Il vivra ainsi de nombreuses déceptions en amitié et en amour, il devra varier dans ses appartenances religieuses extérieures, il vivra aussi l'exil et à la longue, à forces d'être constamment blessé, il deviendra un vieil homme de plus en plus méfiant des autres, un interprète de plus en plus attentif aux moindres signes qui pourraient indiquer de mauvaises intentions envers sa personne dans son entourage, son pauvre cerveau frôlera le délire paranoïaque, mais sans rien perdre de sa géniale beauté. C'est dans cet état de trouble qu'il accomplira l'étrange projet suivant : « Je forme une entreprise qui n'eut jamais d'exemple et dont l'exécution n'aura point d'imitateurs. Je veux montrer à mes semblables un homme dans toute la vérité de la nature; et cet homme ce sera moi. » (t.1, 21)
Et il en raconte des choses sur sa personne. Il ne s'épargne rien. Il se montre sans pudeur dans toute sa fragilité et ses maladresses. Il fait de son auditoire une divinité analogue au Dieu chrétien, qui aurait besoin de se faire raconter ce qu'il savait déjà afin de lui accorder la reconnaissance de son bon coeur. Il est bien convaincu lui-même de son bon coeur : « Pour moi, je le déclare honnêtement et sans crainte : quiconque, même sans avoir lu mes écrits, examinera par ses propres yeux mon naturel, mon caractère, mes moeurs, mes penchants, mes plaisirs, mes habitudes, et pourra me croire malhonnête homme, est lui-même un homme à étouffer. »(t.2, 486) Mais il avait un cruel besoin d'être reconnu par un entourage qui le jugeait comme la règle juge toujours l'exception : comme une erreur, comme quelque chose de laid ou de mal.
Rousseau, on peut être en accord ou non avec ses idées, à mon avis, cela importe peu. Ce qu'il représente pour moi d'extraordinaire, c'est qu'il nous entraîne toujours à des considérations débordantes de bons sentiments, toujours belles et sincères et il me semble qu'on se doit de l'aimer. On le doit à ce que l'on a de meilleur en nous.

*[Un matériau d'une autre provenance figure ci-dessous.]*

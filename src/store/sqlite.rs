//! `SQLite` attendance store.
//!
//! Persistent implementation of [`AttendanceStore`]. The uniqueness
//! constraint lives in the schema (`UNIQUE(event_id, user_id)`), and
//! `insert_if_absent` is a single `INSERT … ON CONFLICT DO NOTHING`
//! statement, so atomicity holds across processes, not just threads.

// SQLite operations need to hold the lock for the duration of the operation.
#![allow(clippy::significant_drop_tightening)]

use std::path::Path;
use std::sync::Mutex;

use chrono::TimeZone;
use rusqlite::{params, Connection, OptionalExtension};
use tracing::debug;

use crate::event::EventId;

use super::error::{Result, StoreError};
use super::types::{AttendanceRecord, AttendanceStore, InsertOutcome};

/// `SQLite`-backed attendance store.
///
/// Thread-safe wrapper around a single connection. Instants are stored as
/// integer milliseconds since the epoch, coordinates and distance as REAL.
pub struct SqliteAttendanceStore {
    conn: Mutex<Connection>,
}

impl SqliteAttendanceStore {
    /// Opens (or creates) the store at the given path.
    ///
    /// # Errors
    ///
    /// Returns an error if the database cannot be opened or the schema
    /// cannot be initialized.
    pub fn open(path: &Path) -> Result<Self> {
        let conn = Connection::open(path)?;
        let store = Self {
            conn: Mutex::new(conn),
        };
        store.initialize_schema()?;
        debug!(path = %path.display(), "attendance store opened");
        Ok(store)
    }

    /// Creates an in-memory store for testing.
    ///
    /// # Errors
    ///
    /// Returns an error if the database cannot be initialized.
    #[cfg(any(test, feature = "test-utils"))]
    pub fn in_memory() -> Result<Self> {
        let conn = Connection::open_in_memory()?;
        let store = Self {
            conn: Mutex::new(conn),
        };
        store.initialize_schema()?;
        Ok(store)
    }

    fn initialize_schema(&self) -> Result<()> {
        let conn = self.lock_conn()?;
        conn.execute_batch(
            r"
            CREATE TABLE IF NOT EXISTS attendance (
                id INTEGER PRIMARY KEY AUTOINCREMENT,
                event_id TEXT NOT NULL,
                user_id TEXT NOT NULL,
                checked_in_at INTEGER NOT NULL,
                latitude REAL NOT NULL,
                longitude REAL NOT NULL,
                distance_meters REAL NOT NULL,
                UNIQUE(event_id, user_id)
            );
            ",
        )?;
        Ok(())
    }

    fn lock_conn(&self) -> Result<std::sync::MutexGuard<'_, Connection>> {
        self.conn
            .lock()
            .map_err(|e| StoreError::Unavailable(format!("attendance database lock: {e}")))
    }
}

impl AttendanceStore for SqliteAttendanceStore {
    fn insert_if_absent(&self, record: &AttendanceRecord) -> Result<InsertOutcome> {
        let conn = self.lock_conn()?;

        let changed = conn.execute(
            r"
            INSERT INTO attendance (event_id, user_id, checked_in_at, latitude, longitude, distance_meters)
            VALUES (?1, ?2, ?3, ?4, ?5, ?6)
            ON CONFLICT(event_id, user_id) DO NOTHING
            ",
            params![
                record.event_id.as_str(),
                &record.user_id,
                record.checked_in_at.timestamp_millis(),
                record.latitude,
                record.longitude,
                record.distance_meters,
            ],
        )?;

        if changed == 0 {
            Ok(InsertOutcome::AlreadyPresent)
        } else {
            Ok(InsertOutcome::Inserted)
        }
    }

    fn find(&self, event_id: &EventId, user_id: &str) -> Result<Option<AttendanceRecord>> {
        let conn = self.lock_conn()?;

        let row = conn
            .query_row(
                r"
                SELECT event_id, user_id, checked_in_at, latitude, longitude, distance_meters
                FROM attendance
                WHERE event_id = ?1 AND user_id = ?2
                ",
                params![event_id.as_str(), user_id],
                |row| {
                    let event_id: String = row.get(0)?;
                    let user_id: String = row.get(1)?;
                    let checked_in_ms: i64 = row.get(2)?;
                    let latitude: f64 = row.get(3)?;
                    let longitude: f64 = row.get(4)?;
                    let distance_meters: f64 = row.get(5)?;
                    Ok((
                        event_id,
                        user_id,
                        checked_in_ms,
                        latitude,
                        longitude,
                        distance_meters,
                    ))
                },
            )
            .optional()?;

        match row {
            Some((event_id, user_id, checked_in_ms, latitude, longitude, distance_meters)) => {
                let checked_in_at = chrono::Utc
                    .timestamp_millis_opt(checked_in_ms)
                    .single()
                    .ok_or_else(|| {
                        StoreError::Unavailable(format!(
                            "corrupt checked_in_at value: {checked_in_ms}"
                        ))
                    })?;
                Ok(Some(AttendanceRecord {
                    event_id: EventId::new(event_id),
                    user_id,
                    checked_in_at,
                    latitude,
                    longitude,
                    distance_meters,
                }))
            }
            None => Ok(None),
        }
    }

    fn count_for_event(&self, event_id: &EventId) -> Result<u64> {
        let conn = self.lock_conn()?;
        let count: i64 = conn.query_row(
            "SELECT COUNT(*) FROM attendance WHERE event_id = ?1",
            params![event_id.as_str()],
            |row| row.get(0),
        )?;
        Ok(u64::try_from(count).unwrap_or(0))
    }
}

Avec moi, il gagne donc son pari haut la main. Je n'ai aucun doute qu'il ait été un honnête homme, c'est-à-dire une entité imparfaite, mais perfectible et remplie de la meilleure des volontés et des plus beaux sentiments.
Ceci dit, si je suis convaincu de cela, j'avoue que j'étais gagné d'avance par ses Discours, par son Émile, et surtout par son Héloïse!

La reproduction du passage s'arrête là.